А он вдруг повернулся ко мне и этак брюзгливо проговорил:
— И ты, ломоть ирландской ветчины, если в тебе осталась еще хоть что-нибудь от мужика, никогда не позволил бы этому, распротудыть его, французишке вот так уложить своего капитана. Да-а, конечно, я понимаю, тебя там с нами не было. Но, если б ты подрался с ним…

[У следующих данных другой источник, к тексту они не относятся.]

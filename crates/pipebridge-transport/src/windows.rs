use std::ptr;
use std::time::Duration;

use tracing::{debug, trace};
use windows_sys::Win32::Foundation::{
    CloseHandle, GetLastError, ERROR_ACCESS_DENIED, ERROR_FILE_NOT_FOUND, ERROR_NOT_FOUND,
    ERROR_PIPE_BUSY, ERROR_SEM_TIMEOUT, GENERIC_READ, GENERIC_WRITE, HANDLE,
    INVALID_HANDLE_VALUE,
};
use windows_sys::Win32::Storage::FileSystem::{
    CreateFileW, ReadFile, WriteFile, FILE_ATTRIBUTE_NORMAL, OPEN_EXISTING,
};
use windows_sys::Win32::System::Pipes::{
    PeekNamedPipe, SetNamedPipeHandleState, WaitNamedPipeW, PIPE_READMODE_BYTE,
};
use windows_sys::Win32::System::IO::CancelIoEx;

use crate::error::{Result, TransportError};
use crate::name::PipeName;
use crate::traits::{PipeChannel, PipeEndpoint, Readiness};

/// `WaitNamedPipeW` treats 0 as "server default" and `u32::MAX` as forever.
const MAX_WAIT_MS: u32 = u32::MAX - 1;

/// Windows named pipe endpoint.
#[derive(Debug, Default, Clone, Copy)]
pub struct NamedPipeEndpoint;

impl PipeEndpoint for NamedPipeEndpoint {
    type Channel = NamedPipeClient;

    fn wait_ready(&self, name: &PipeName, timeout: Duration) -> Result<Readiness> {
        let wide = name.to_wide();
        let wait_ms = u32::try_from(timeout.as_millis())
            .unwrap_or(MAX_WAIT_MS)
            .clamp(1, MAX_WAIT_MS);

        // SAFETY: `wide` is a NUL-terminated UTF-16 buffer that outlives the call.
        let ok = unsafe { WaitNamedPipeW(wide.as_ptr(), wait_ms) };
        if ok != 0 {
            return Ok(Readiness::Ready);
        }

        match last_error() {
            ERROR_FILE_NOT_FOUND => Ok(Readiness::Missing),
            ERROR_SEM_TIMEOUT => Ok(Readiness::Busy),
            ERROR_ACCESS_DENIED => Err(TransportError::AccessDenied {
                name: name.to_string(),
                code: ERROR_ACCESS_DENIED,
            }),
            code => Err(os_error(code)),
        }
    }

    fn open(&self, name: &PipeName) -> Result<NamedPipeClient> {
        let wide = name.to_wide();

        // SAFETY: `wide` is NUL-terminated; null security attributes and template
        // handle are documented as valid.
        let handle = unsafe {
            CreateFileW(
                wide.as_ptr(),
                GENERIC_READ | GENERIC_WRITE,
                0,
                ptr::null(),
                OPEN_EXISTING,
                FILE_ATTRIBUTE_NORMAL,
                ptr::null_mut(),
            )
        };

        if handle == INVALID_HANDLE_VALUE {
            let code = last_error();
            return Err(match code {
                ERROR_PIPE_BUSY => TransportError::Busy {
                    name: name.to_string(),
                    code,
                },
                ERROR_FILE_NOT_FOUND => TransportError::NotFound {
                    name: name.to_string(),
                    code,
                },
                ERROR_ACCESS_DENIED => TransportError::AccessDenied {
                    name: name.to_string(),
                    code,
                },
                _ => os_error(code),
            });
        }

        debug!(%name, handle = handle as isize, "opened named pipe");
        Ok(NamedPipeClient { handle })
    }

    fn transport_name(&self) -> &'static str {
        "windows-named-pipe"
    }
}

/// Client end of a Windows named pipe.
#[derive(Debug)]
pub struct NamedPipeClient {
    handle: HANDLE,
}

// SAFETY: a pipe HANDLE may be used from any thread; the bridge never uses one
// handle from two threads at once.
unsafe impl Send for NamedPipeClient {}

impl PipeChannel for NamedPipeClient {
    fn bytes_available(&mut self) -> Result<usize> {
        let mut available: u32 = 0;
        // SAFETY: a null buffer with size 0 only queries counts; `available` is a
        // live writable u32.
        let ok = unsafe {
            PeekNamedPipe(
                self.handle,
                ptr::null_mut(),
                0,
                ptr::null_mut(),
                &mut available,
                ptr::null_mut(),
            )
        };
        if ok == 0 {
            return Err(os_error(last_error()));
        }

        trace!(available, "named pipe peek");
        Ok(available as usize)
    }

    fn read_available(&mut self, buf: &mut [u8]) -> Result<usize> {
        let len = u32::try_from(buf.len()).unwrap_or(u32::MAX);
        let mut read: u32 = 0;
        // SAFETY: `buf` is writable for `len` bytes and the handle is open and
        // synchronous (no OVERLAPPED).
        let ok = unsafe {
            ReadFile(
                self.handle,
                buf.as_mut_ptr(),
                len,
                &mut read,
                ptr::null_mut(),
            )
        };
        if ok == 0 {
            return Err(os_error(last_error()));
        }
        Ok(read as usize)
    }

    fn write(&mut self, buf: &[u8]) -> Result<usize> {
        let len = u32::try_from(buf.len()).unwrap_or(u32::MAX);
        let mut written: u32 = 0;
        // SAFETY: `buf` is readable for `len` bytes and the handle is open and
        // synchronous (no OVERLAPPED).
        let ok = unsafe {
            WriteFile(
                self.handle,
                buf.as_ptr(),
                len,
                &mut written,
                ptr::null_mut(),
            )
        };
        if ok == 0 {
            return Err(os_error(last_error()));
        }
        // No FlushFileBuffers: it blocks until the server drains the pipe.
        Ok(written as usize)
    }

    fn set_byte_mode(&mut self) -> Result<()> {
        let mode = PIPE_READMODE_BYTE;
        // SAFETY: `mode` is a live value; null collection parameters are allowed
        // for local pipes.
        let ok = unsafe {
            SetNamedPipeHandleState(self.handle, &mode, ptr::null(), ptr::null())
        };
        if ok == 0 {
            return Err(os_error(last_error()));
        }
        Ok(())
    }

    fn cancel_io(&mut self) -> Result<()> {
        // SAFETY: a null OVERLAPPED cancels every outstanding request on the handle.
        let ok = unsafe { CancelIoEx(self.handle, ptr::null()) };
        if ok == 0 {
            let code = last_error();
            if code != ERROR_NOT_FOUND {
                return Err(os_error(code));
            }
        }
        Ok(())
    }

    fn raw_handle(&self) -> isize {
        self.handle as isize
    }
}

impl Drop for NamedPipeClient {
    fn drop(&mut self) {
        // SAFETY: the handle came from CreateFileW and is closed exactly once here.
        unsafe {
            CloseHandle(self.handle);
        }
        debug!(handle = self.handle as isize, "closed named pipe");
    }
}

fn last_error() -> u32 {
    // SAFETY: GetLastError has no preconditions.
    unsafe { GetLastError() }
}

fn os_error(code: u32) -> TransportError {
    TransportError::from_io(std::io::Error::from_raw_os_error(code as i32))
}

— Ага! — саркастически ответил я. — Я уж не буду говорить, что весьма польщен сравнением с Валуа. Отчего бы вам не подыскать мне что-нибудь попроще, Демпси, например? Вы хоть понимаете, что пытаетесь меня, обычного оболтуса, сравнять с единственным и неповторимым Валуа-Тигром, побившим всех в европейских и азиатских водах? У него и на мировое чемпионство шансы — будь здоров!
Старик наш зарычал:
— И я-то еще хвалился в каждом порту Семи Морей, будто плаваю с самой крутой командой со времен Гарри Моргана…
Он с отвращением отвернулся от меня, и тут же на глаза ему попался мой белый бульдожка Майк, который мирно прилег вздремнуть на задраенном люке. Тут Старик снова как зарычал да как вмазал изо всех сил ни в чем не повинному псу ногой! Майк немедля вцепился в его икру, от которой мне в конце концов едва удалось оторвать его, правда, вместе с куском мяса и клоком штанины.
Принялся наш капитан скакать по палубе на одной ножке, так виртуозно выражая свои чувства, что все ребята бросили на время работу, дабы послушать и восхититься.
— Не пойми превратно, Стив Костиган, — заявил он наконец, — но наша «Морячка» слишком тесна для меня и этого треклятого бульдога. И он в следующем же порту отправится на берег. Ты слышал, что я сказал?
— Тогда и я отправлюсь на берег вместе с ним, — с достоинством ответил я. — Вовсе не из-за Майка вы заработали синяк под глаз. Если б вам не пришло в голову обидеться на меня, вы б на него и не взглянули. Майк — настоящий дублинский джентльмен, и никакой валлийский бобр не сможет, пнув его, уйти целым.